Today, ketamine is used off label to treat nociceptive pain, despite its clear limitations, which we’ve prescribed as addiction, neurotoxicity, hallucination, and the need for IV administration. We now await results with 200-person randomized prospective trial funded by the US Department of Defense in which patients with chronic pain were randomly assigned to 400 milligrams a day of D-cycloserine versus placebo. The investigators have identified primary completion of this trial is occurring this months. We’ve received a communication from the investors yesterday that the investigational review board has cleared the study database for analysis, and the study statisticians are now beginning their final work. Should these trial results support efficacy of DCS, in the treatment of chronic pain vaccine, the results are expected to provide a breakthrough therapy path for treatment of chronic pain with D-cycloserine and DCS containing medicines.
Today, we’re announcing that we’ve entered NRX-101 for consideration by the multibillion-dollar The National Institute of Health HEAL Initiative, that’s HEAL and its National Consortium of clinical trial sites known as EPPIC-Net. This initiative was funded by the US Congress to test innovative non-opioid pain medicines for chronic pain. We believe that NRX-101 represents the first NMDA targeted non-addictive medicine to be offered to this program. Should the DOD-funded trial yield encouraging data, we anticipate that non-dilutive sources of capital will be available to us, given the national focus on the opioid crisis. Progress in treating chronic pain with NRX-101, may open a far larger market for NRX-101 than anything we’ve talked about related to the psychiatry indications.

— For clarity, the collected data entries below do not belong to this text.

impl SubAgentRunner {
    pub fn new(
        orchestrator: Arc<Orchestrator>,
        agents: Arc<AgentRegistry>,
        sessions: Arc<dyn SessionRepository>,
        parts: Arc<dyn MessagePartRepository>,
    ) -> Self {
        Self {
            orchestrator,
            agents,
            sessions,
            parts,
            background: BackgroundRegistry::new(),
        }
    }

    pub fn background(&self) -> &BackgroundRegistry {
        &self.background
    }

    #[instrument(skip(self, ctx, params), fields(subagent_type = %params.subagent_type, background = params.run_in_background))]
    async fn spawn(&self, ctx: ParentContext, params: TaskParams) -> Result<SubAgentResult> {
        // Step 1: resume a still-live background task instead of spawning
        // a duplicate.
        if let Some(resume_id) = params.resume {
            if let Some(entry) = self.background.get(resume_id) {
                let mut rx = entry.result;
                loop {
                    if let Some(result) = rx.borrow().clone() {
                        return Ok(result);
                    }
                    if rx.changed().await.is_err() {
                        break;
                    }
                }
            }
        }

        // Step 2: resolve the named agent; a miss is a structured error
        // result, not an aborted parent turn.
        let Some(agent) = self.agents.resolve(&params.subagent_type) else {
            let placeholder = Uuid::new_v4();
            warn!(agent = %params.subagent_type, "sub-agent type not found");
            return Ok(SubAgentResult::failed(
                placeholder,
                format!("agent not found: {}", params.subagent_type),
            ));
        };

        // Step 3: create the child session, parented by the caller's.
        let vendor = params
            .model
            .as_ref()
            .and_then(|m| m.vendor.clone())
            .or_else(|| agent.default_vendor.clone())
            .unwrap_or_else(|| ctx.vendor.clone());
        let model = params
            .model
            .as_ref()
            .and_then(|m| m.model.clone())
            .or_else(|| agent.default_model.clone())
            .unwrap_or_else(|| ctx.model.clone());

        let mut child_session = Session::new(ctx.project_id, agent.name.clone(), vendor.clone(), model.clone(), Some(ctx.parent_session_id));
        child_session.title = Some(params.description.clone());
        let child_session_id = child_session.id;
        self.sessions.create(child_session).await.map_err(crate::error::Error::Core)?;

        info!(child_session_id = %child_session_id, agent = %agent.name, "spawning sub-agent");

        // Step 4: the child's turn request strips the `task` tool
        // regardless of what the agent itself declares (recursion guard).
        let mut tool_allow_list = agent.tools.clone();
        tool_allow_list.retain(|name| name != "task");
        let tool_allow_list = if agent.tools.is_empty() { None } else { Some(tool_allow_list) };

        let child_request = TurnRequest {
            project_id: ctx.project_id,
            project_root: ctx.project_root.clone(),
            session_id: child_session_id,
            user_id: ctx.user_id.clone(),
            can_execute_code: ctx.can_execute_code,
            utterance: params.prompt.clone(),
            vendor: Some(vendor),
            model: Some(model),
            credential: ctx.credential.clone(),
            agent_name: Some(agent.name.clone()),
            prompt_override: None,
            step_ceiling_override: params.max_turns.or(agent.step_ceiling),
            temperature_override: None,
            tool_allow_list,
            cancellation: if params.run_in_background {
                CancellationToken::new()
            } else {
                ctx.cancellation.clone()
            },
            observer: ctx.observer.clone(),
        };

        if params.run_in_background {
            // Step 5: launch detached, return immediately.
            let cancellation = child_request.cancellation.clone();
            let (tx, rx) = watch::channel(None);
            self.background.tasks.insert(
                child_session_id,
                BackgroundEntry {
                    cancellation,
                    result: rx,
                },
            );

            let orchestrator = self.orchestrator.clone();
            let parts_repo = self.parts.clone();
            let background = self.background.clone();
            tokio::spawn(async move {
                let result = run_child_turn(orchestrator, parts_repo, child_request).await;
                let _ = tx.send(Some(result));
                background.tasks.remove(&child_session_id);
            });

            return Ok(SubAgentResult {
                session_id: child_session_id,
                success: true,
                response: "started in background".to_string(),
                input_tokens: None,
                output_tokens: None,
                cost: None,
                error: None,
            });
        }

        // Step 6: synchronous sub-agent execution inherits the parent's
        // cancellation token (spec.md §5 Sub-agent cancellation).
        Ok(run_child_turn(self.orchestrator.clone(), self.parts.clone(), child_request).await)
    }
}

Now let’s discuss our other NMDA target therapy, NRX-100, which is a proprietary presentation of IV Ketamine for suicidal depression. Prior to this past quarter, we didn’t prioritize this initiative because, frankly, we expected Intranasal Racemic Ketamine to demonstrate efficacy in reducing Suicidality in depressed patients. Unfortunately, the intranasal drug failed two months ago in clinical trials in patients for suicidal ideation. That’s a drug that’s obviously not connected to our company. Intranasal Ketamine previously failed for the treatment of chronic pain in 2006. So in our view, the manner in which Ketamine is absorbed through the nose may be fundamentally different from its effect as an IV drug. When we met with FDA in January 2023, the agency strongly encouraged us to develop Ketamine as a label drug, rather than rely on prior stabilization of Suicidality and depression, that’s achieved through the common clinical practice through today’s clinical practice of infusing generic Ketamine that’s compounded in licensed pharmacies.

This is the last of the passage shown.